Recent studies published after the search for this analysis was initiated are consistent with the results described here. In an analysis of data from HIV-infected patients in the Veterans Health Administration Clinical Case Registry, exposure to ATV was not associated with an increased risk of CV events [41]. Moreover, in a retrospective, longitudinal study of patients with HIV in Brazil, the recent boosted ATV exposure was associated with a decreased risk of CV outcome events [42]. Finally, in a retrospective analysis of the Hawaii Aging with HIV CV Study, patients receiving ATV/r had a slower progression of cIMT over 2 years compared with those not receiving ATV/r (9 µm vs. 22 µm; p < 0.001). These differences remained significant after adjusting for age, sex, and other CVD-related comorbidities (p = 0.012). Similar to the ACTG A5260 s study, there was a significant inverse correlation between increasing baseline total serum bilirubin and reduced cIMT progression [40].

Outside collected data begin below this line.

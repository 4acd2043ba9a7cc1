use std::num::NonZeroUsize;

use ml_core::{MlError, Pytree, Result};
use serde::{Deserialize, Serialize};

use crate::{
    data_parallel::DataParallel, eager::Eager, jit::Jit, strategy::Strategy,
};

/// Serializable description of a strategy, as found in run configurations.
#[derive(Debug, Clone, Copy, Default, PartialEq, Eq, Serialize, Deserialize)]
#[serde(rename_all = "snake_case", tag = "type")]
pub enum StrategySpec {
    Eager,
    #[default]
    Jit,
    DataParallel {
        /// Defaults to one device per available hardware thread.
        #[serde(default)]
        devices: Option<NonZeroUsize>,
    },
}

/// Looks up a built-in strategy by name.
///
/// # Args
/// * `name` - One of `eager`, `jit`, `data_parallel` or `data_parallel:<devices>`.
///
/// # Errors
/// Returns `MlError::UnknownStrategy` for any other name.
pub fn get_strategy<S>(name: &str) -> Result<Strategy<S>>
where
    S: Pytree + Send + Sync + 'static,
{
    let unknown = || MlError::UnknownStrategy {
        name: name.to_string(),
    };

    match name.split_once(':') {
        None => match name {
            "eager" => Ok(Strategy::new(Eager)),
            "jit" => Ok(Strategy::new(Jit::new())),
            "data_parallel" => Ok(Strategy::new(DataParallel::available())),
            _ => Err(unknown()),
        },
        Some(("data_parallel", devices)) => {
            let devices = devices.parse::<NonZeroUsize>().map_err(|_| unknown())?;
            Ok(Strategy::new(DataParallel::new(devices)))
        }
        Some(_) => Err(unknown()),
    }
}

impl<S> Strategy<S>
where
    S: Pytree + Send + Sync + 'static,
{
    /// Builds the strategy described by `spec`.
    pub fn from_spec(spec: &StrategySpec) -> Self {
        match spec {
            StrategySpec::Eager => Strategy::new(Eager),
            StrategySpec::Jit => Strategy::new(Jit::new()),
            StrategySpec::DataParallel { devices: None } => Strategy::new(DataParallel::available()),
            StrategySpec::DataParallel {
                devices: Some(devices),
            } => Strategy::new(DataParallel::new(*devices)),
        }
    }
}

/// A strategy given either by registry name or as a ready instance.
pub enum StrategyRef<S> {
    Name(String),
    Strategy(Strategy<S>),
}

impl<S> StrategyRef<S>
where
    S: Pytree + Send + Sync + 'static,
{
    /// Resolves the reference to a strategy instance.
    ///
    /// # Errors
    /// Returns `MlError::UnknownStrategy` if a name is not registered.
    pub fn resolve(self) -> Result<Strategy<S>> {
        match self {
            StrategyRef::Name(name) => get_strategy(&name),
            StrategyRef::Strategy(strategy) => Ok(strategy),
        }
    }
}

impl<S> From<&str> for StrategyRef<S> {
    fn from(value: &str) -> Self {
        Self::Name(value.to_string())
    }
}

impl<S> From<String> for StrategyRef<S> {
    fn from(value: String) -> Self {
        Self::Name(value)
    }
}

impl<S> From<Strategy<S>> for StrategyRef<S> {
    fn from(value: Strategy<S>) -> Self {
        Self::Strategy(value)
    }
}

impl<S> From<&Strategy<S>> for StrategyRef<S> {
    fn from(value: &Strategy<S>) -> Self {
        Self::Strategy(value.clone())
    }
}

impl<S> From<StrategySpec> for StrategyRef<S>
where
    S: Pytree + Send + Sync + 'static,
{
    fn from(value: StrategySpec) -> Self {
        Self::Strategy(Strategy::from_spec(&value))
    }
}
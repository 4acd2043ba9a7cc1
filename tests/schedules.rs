use std::num::NonZeroU64;

use ndarray::Array1;
use training_loop_orchestration::{
    at, elapse, every, logs::METRICS, Batch, Every, History, Logs,
};

fn nz(n: u64) -> NonZeroU64 {
    NonZeroU64::new(n).unwrap()
}

fn batches(sizes: &[usize]) -> Vec<Batch> {
    sizes
        .iter()
        .map(|&n| Batch::new().with("x", Array1::<f32>::zeros(n).into_dyn()))
        .collect()
}

#[test]
fn step_trigger_follows_the_loop() {
    let mut log_every = every(nz(3));
    let mut offset = Every::steps(nz(4)).with_offset(1);

    let mut logged = Vec::new();
    let mut shifted = Vec::new();
    for (elapsed, _) in elapse(batches(&[2; 10])) {
        if log_every.fire(&elapsed) {
            logged.push(elapsed.steps);
        }
        if offset.fire(&elapsed) {
            shifted.push(elapsed.steps);
        }
    }

    assert_eq!(logged, vec![0, 3, 6, 9]);
    assert_eq!(shifted, vec![1, 5, 9]);
}

#[test]
fn sample_trigger_fires_at_most_once_per_period() {
    let mut trigger = Every::samples(nz(10));

    let mut fired = Vec::new();
    for (elapsed, _) in elapse(batches(&[3, 7, 4, 4, 9, 1, 2, 8, 5, 5])) {
        if trigger.fire(&elapsed) {
            fired.push(elapsed.samples);
        }
    }

    assert!(!fired.is_empty());
    assert!(fired[0] >= 10);
    for pair in fired.windows(2) {
        assert!(pair[1] - pair[0] >= 10, "fired at {pair:?}");
    }
}

#[test]
fn loop_stops_at_period_and_history_aligns_series() {
    let end = at(nz(5));
    let mut record = every(nz(2));
    let mut history = History::new();

    let mut last = 0;
    for (elapsed, batch) in elapse(batches(&[4; 100])) {
        if record.fire(&elapsed) {
            let logs = Logs::new().with(METRICS, "size", batch.batch_size() as f32);
            history.commit_logs(&elapsed, &logs);
        }
        last = elapsed.steps;
        if elapsed.reached(&end) {
            break;
        }
    }

    assert_eq!(last, 5);
    let series = history.collect(&["steps", "samples", "size"]);
    assert_eq!(series[0], vec![0.0, 2.0, 4.0]);
    assert_eq!(series[1], vec![0.0, 8.0, 16.0]);
    assert_eq!(series[2], vec![4.0; 3]);
}
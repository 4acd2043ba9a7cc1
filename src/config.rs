use std::{fmt, fs, io, num::NonZeroU64, path::Path};

use ml_core::{FiniteDifference, Optimizer};
use ml_strategies::StrategySpec;
use serde::{Deserialize, Serialize};

/// Errors raised while loading a [`RunConfig`].
#[derive(Debug)]
pub enum ConfigError {
    /// The file exists but could not be read.
    Io(io::Error),
    /// The file is not a valid configuration document.
    Parse(serde_json::Error),
    /// The values parse but cannot drive a run.
    Invalid(String),
}

impl fmt::Display for ConfigError {
    fn fmt(&self, f: &mut fmt::Formatter<'_>) -> fmt::Result {
        match self {
            Self::Io(e) => write!(f, "io error: {e}"),
            Self::Parse(e) => write!(f, "invalid config: {e}"),
            Self::Invalid(msg) => write!(f, "invalid config: {msg}"),
        }
    }
}

impl std::error::Error for ConfigError {
    fn source(&self) -> Option<&(dyn std::error::Error + 'static)> {
        match self {
            Self::Io(e) => Some(e),
            Self::Parse(e) => Some(e),
            Self::Invalid(_) => None,
        }
    }
}

impl From<io::Error> for ConfigError {
    fn from(e: io::Error) -> Self {
        Self::Io(e)
    }
}

impl From<serde_json::Error> for ConfigError {
    fn from(e: serde_json::Error) -> Self {
        Self::Parse(e)
    }
}

/// Settings of a training run.
///
/// Every field has a default, so a document only needs the values it changes.
#[derive(Debug, Clone, PartialEq, Serialize, Deserialize)]
#[serde(default, rename_all = "snake_case")]
pub struct RunConfig {
    pub strategy: StrategySpec,
    pub optimizer: Optimizer,
    pub total_steps: NonZeroU64,
    pub log_every: NonZeroU64,
    pub eval_every: NonZeroU64,
    pub batch_size: usize,
    pub seed: u64,
    pub grad: FiniteDifference,
}

fn steps(n: u64) -> NonZeroU64 {
    NonZeroU64::new(n).unwrap_or(NonZeroU64::MIN)
}

impl Default for RunConfig {
    fn default() -> Self {
        Self {
            strategy: StrategySpec::default(),
            optimizer: Optimizer::adam(1e-2),
            total_steps: steps(300),
            log_every: steps(50),
            eval_every: steps(100),
            batch_size: 32,
            seed: 0,
            grad: FiniteDifference::default(),
        }
    }
}

impl RunConfig {
    /// Parses and validates a JSON document.
    ///
    /// # Errors
    /// Returns `ConfigError::Parse` for malformed JSON and `ConfigError::Invalid` for
    /// values that fail validation.
    pub fn from_json(content: &str) -> Result<Self, ConfigError> {
        let config: Self = serde_json::from_str(content)?;
        config.validate()?;
        Ok(config)
    }

    /// Loads the configuration at `path`, falling back to the defaults when the file
    /// does not exist.
    ///
    /// # Errors
    /// Returns `ConfigError::Io` if the file cannot be read, or any error of
    /// [`RunConfig::from_json`].
    pub fn load(path: impl AsRef<Path>) -> Result<Self, ConfigError> {
        match fs::read_to_string(path) {
            Ok(content) => Self::from_json(&content),
            Err(e) if e.kind() == io::ErrorKind::NotFound => Ok(Self::default()),
            Err(e) => Err(e.into()),
        }
    }

    fn validate(&self) -> Result<(), ConfigError> {
        if self.batch_size == 0 {
            return Err(ConfigError::Invalid("batch_size must be positive".into()));
        }

        if let StrategySpec::DataParallel {
            devices: Some(devices),
        } = self.strategy
        {
            if self.batch_size % devices.get() != 0 {
                return Err(ConfigError::Invalid(format!(
                    "batch_size {} is not divisible by {devices} devices",
                    self.batch_size
                )));
            }
        }

        if !(self.optimizer.learning_rate() > 0.0) {
            return Err(ConfigError::Invalid("learning_rate must be positive".into()));
        }

        if !(self.grad.epsilon > 0.0) {
            return Err(ConfigError::Invalid("grad.epsilon must be positive".into()));
        }

        Ok(())
    }
}
//! Training-loop orchestration: strategy-aware training state, step dispatchers
//! that specialize a step function per execution strategy, and periodic triggers
//! for loop actions.

pub mod config;
mod history;
mod loops;
pub mod managed;
mod schedules;

pub use history::{History, Record};
pub use loops::{elapse, Elapse, LoopState};
pub use managed::{
    step, train_step, ApplyFn, Extras, ManagedFunctionCallback, ManagedState, ManagedStep,
    ManagedTrainStep, StepArg, StepContext, StepOutput, StepState, TrainState,
};
pub use schedules::{every, Every};

pub use ml_core::{
    at, logs, tensor, Accuracy, Average, Batch, Elapsed, FiniteDifference, LogGroup, LogValue, Logs, Metric,
    MetricCollection, MetricValue, MlError, Optimizer, Params, Period, Result, StatefulMetric,
    StepFn, Tensor, TensorMap,
};
pub use ml_strategies::{
    get_strategy, DataParallel, Eager, ExecutionStrategy, Jit, Strategy, StrategyKey,
    StrategyRef, StrategySpec,
};
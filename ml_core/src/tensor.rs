use std::collections::{btree_map, BTreeMap};

use ndarray::{ArrayD, Axis, IxDyn};

use crate::{MlError, Result};

/// Dense `f32` array of any rank. A zero-rank tensor is a scalar.
pub type Tensor = ArrayD<f32>;

/// Model parameters, keyed by name.
pub type Params = TensorMap;

/// A batch of data, keyed by feature name. Every leaf shares its leading (sample) axis.
pub type Batch = TensorMap;

/// Optimizer buffers, keyed by name.
pub type OptState = TensorMap;

/// Builds a zero-rank tensor holding `value`.
pub fn scalar(value: f32) -> Tensor {
    ndarray::arr0(value).into_dyn()
}

/// Returns the value of a single-element tensor, regardless of its rank.
pub fn item(tensor: &Tensor) -> Option<f32> {
    if tensor.len() == 1 {
        tensor.iter().next().copied()
    } else {
        None
    }
}

/// Stacks equally shaped tensors along a new leading axis.
///
/// # Errors
/// Returns `MlError::Shape` if `tensors` is empty or the shapes differ.
pub fn stack(tensors: &[Tensor]) -> Result<Tensor> {
    let views: Vec<_> = tensors.iter().map(|t| t.view()).collect();
    Ok(ndarray::stack(Axis(0), &views)?)
}

/// Copies `tensor` `n` times along a new leading axis.
pub fn replicate(tensor: &Tensor, n: usize) -> Result<Tensor> {
    let views = vec![tensor.view(); n];
    Ok(ndarray::stack(Axis(0), &views)?)
}

/// Selects entry `index` of the leading axis.
///
/// # Errors
/// Returns `MlError::Rank` for scalars and `MlError::SizeMismatch` if `index` is out of bounds.
pub fn take_leading(tensor: &Tensor, index: usize) -> Result<Tensor> {
    let len = leading_len(tensor, "replicated value")?;
    if index >= len {
        return Err(MlError::SizeMismatch {
            what: "leading axis index",
            got: index,
            expected: len,
        });
    }

    Ok(tensor.index_axis(Axis(0), index).to_owned())
}

/// Splits the leading axis of `tensor` into `[parts, len / parts, ...]`.
///
/// # Errors
/// Returns `MlError::Indivisible` if the leading axis is not a multiple of `parts`.
pub fn split_leading(tensor: &Tensor, parts: usize) -> Result<Tensor> {
    let len = leading_len(tensor, "batch leaf")?;
    if parts == 0 || len % parts != 0 {
        return Err(MlError::Indivisible {
            what: "batch leaf",
            len,
            parts,
        });
    }

    let mut shape = vec![parts, len / parts];
    shape.extend_from_slice(&tensor.shape()[1..]);
    reshape(tensor, &shape)
}

/// Merges the two leading axes of `tensor` into one.
pub fn merge_leading(tensor: &Tensor) -> Result<Tensor> {
    let shape = tensor.shape();
    if shape.len() < 2 {
        return Err(MlError::Rank {
            what: "tileable value",
            got: shape.len(),
            min: 2,
        });
    }

    let mut merged = vec![shape[0] * shape[1]];
    merged.extend_from_slice(&shape[2..]);
    reshape(tensor, &merged)
}

/// Averages `tensor` over its leading axis.
pub fn mean_leading(tensor: &Tensor) -> Result<Tensor> {
    let len = leading_len(tensor, "averageable value")?;
    tensor.mean_axis(Axis(0)).ok_or(MlError::SizeMismatch {
        what: "averageable value",
        got: len,
        expected: 1,
    })
}

fn leading_len(tensor: &Tensor, what: &'static str) -> Result<usize> {
    tensor.shape().first().copied().ok_or(MlError::Rank {
        what,
        got: 0,
        min: 1,
    })
}

fn reshape(tensor: &Tensor, shape: &[usize]) -> Result<Tensor> {
    Ok(tensor.to_shape(IxDyn(shape))?.into_owned())
}

/// An ordered collection of named tensors.
///
/// Iteration follows key order, which is also the leaf order used when the map is
/// flattened.
#[derive(Debug, Clone, Default, PartialEq)]
pub struct TensorMap(BTreeMap<String, Tensor>);

impl TensorMap {
    pub fn new() -> Self {
        Self::default()
    }

    /// Returns the map with `tensor` inserted under `name`.
    pub fn with(mut self, name: impl Into<String>, tensor: Tensor) -> Self {
        self.0.insert(name.into(), tensor);
        self
    }

    pub fn insert(&mut self, name: impl Into<String>, tensor: Tensor) -> Option<Tensor> {
        self.0.insert(name.into(), tensor)
    }

    pub fn get(&self, name: &str) -> Option<&Tensor> {
        self.0.get(name)
    }

    pub fn get_mut(&mut self, name: &str) -> Option<&mut Tensor> {
        self.0.get_mut(name)
    }

    /// Looks up `name`, failing if it is absent.
    ///
    /// # Errors
    /// Returns `MlError::MissingField` naming the absent entry.
    pub fn require(&self, name: &str) -> Result<&Tensor> {
        self.0.get(name).ok_or_else(|| MlError::MissingField {
            field: name.to_string(),
        })
    }

    pub fn iter(&self) -> btree_map::Iter<'_, String, Tensor> {
        self.0.iter()
    }

    pub fn keys(&self) -> impl Iterator<Item = &str> {
        self.0.keys().map(String::as_str)
    }

    pub fn len(&self) -> usize {
        self.0.len()
    }

    pub fn is_empty(&self) -> bool {
        self.0.is_empty()
    }

    /// Total number of scalar entries across every tensor.
    pub fn num_elements(&self) -> usize {
        self.0.values().map(|t| t.len()).sum()
    }

    /// The length of the leading axis of the first entry, or 0 for an empty map.
    pub fn batch_size(&self) -> usize {
        self.0
            .values()
            .next()
            .and_then(|t| t.shape().first().copied())
            .unwrap_or(0)
    }

    /// Applies `f` to every tensor, keeping the names.
    pub fn map<F>(&self, mut f: F) -> Result<Self>
    where
        F: FnMut(&Tensor) -> Result<Tensor>,
    {
        self.0
            .iter()
            .map(|(name, t)| Ok((name.clone(), f(t)?)))
            .collect()
    }

    /// Combines two maps with identical names and shapes entry by entry.
    ///
    /// # Errors
    /// Returns `MlError::MissingField` if `other` lacks a name of `self`, and
    /// `MlError::ShapeMismatch` if a pair of tensors disagrees in shape.
    pub fn zip_map<F>(&self, other: &Self, mut f: F) -> Result<Self>
    where
        F: FnMut(&Tensor, &Tensor) -> Tensor,
    {
        if self.len() != other.len() {
            return Err(MlError::SizeMismatch {
                what: "tensor map entries",
                got: other.len(),
                expected: self.len(),
            });
        }

        self.0
            .iter()
            .map(|(name, a)| {
                let b = other.require(name)?;
                if a.shape() != b.shape() {
                    return Err(MlError::ShapeMismatch {
                        what: name.clone(),
                        got: b.shape().to_vec(),
                        expected: a.shape().to_vec(),
                    });
                }
                Ok((name.clone(), f(a, b)))
            })
            .collect()
    }

    /// True when both maps hold the same names and shapes and every entry is within `tol`.
    pub fn approx_eq(&self, other: &Self, tol: f32) -> bool {
        self.len() == other.len()
            && self.0.iter().all(|(name, a)| {
                other.get(name).is_some_and(|b| {
                    a.shape() == b.shape() && a.iter().zip(b.iter()).all(|(x, y)| (x - y).abs() <= tol)
                })
            })
    }
}

impl FromIterator<(String, Tensor)> for TensorMap {
    fn from_iter<I: IntoIterator<Item = (String, Tensor)>>(iter: I) -> Self {
        Self(iter.into_iter().collect())
    }
}

impl IntoIterator for TensorMap {
    type Item = (String, Tensor);
    type IntoIter = btree_map::IntoIter<String, Tensor>;

    fn into_iter(self) -> Self::IntoIter {
        self.0.into_iter()
    }
}

impl<'a> IntoIterator for &'a TensorMap {
    type Item = (&'a String, &'a Tensor);
    type IntoIter = btree_map::Iter<'a, String, Tensor>;

    fn into_iter(self) -> Self::IntoIter {
        self.0.iter()
    }
}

This analysis has limitations. First, a small number of studies were identified with relatively few ATV patients. This combined with the variable forms of data presentation and outcomes prevented a meta-analysis from being performed. Second, data were insufficient to make any assessment of differences in CV outcomes with unboosted ATV versus ritonavir-boosted ATV. Third, studies solely investigating lipid levels were not included, and no attempt was made to account for concomitant medications, such as statins, or baseline comorbidities, or to weight evidence according to its source, i.e., from randomized-controlled studies or from studies performed under real-world conditions. Fourth, patients included in these analyses had variable durations of HIV infection, AR experience, and were exposed to a wide variety of ART regimens. Given the relatively limited information identified in this review, larger cohort studies are needed to better evaluate the relative risk of CVD with ATV versus other contemporary ARs in patients with HIV infection.

Conclusions

In this systematic review of CVD in HIV-infected patients receiving ATV, a limited number of studies were identified. In the identified studies, there was no increase in the risk or occurrence of adverse CV clinical outcome events with boosted and unboosted ATV compared to other AR agents. Endothelial function was not affected by ATV, while ATV use was associated with improvements in markers of atherosclerosis. These findings should be taken into consideration when selecting HIV treatment for individuals at increased risk of CVD.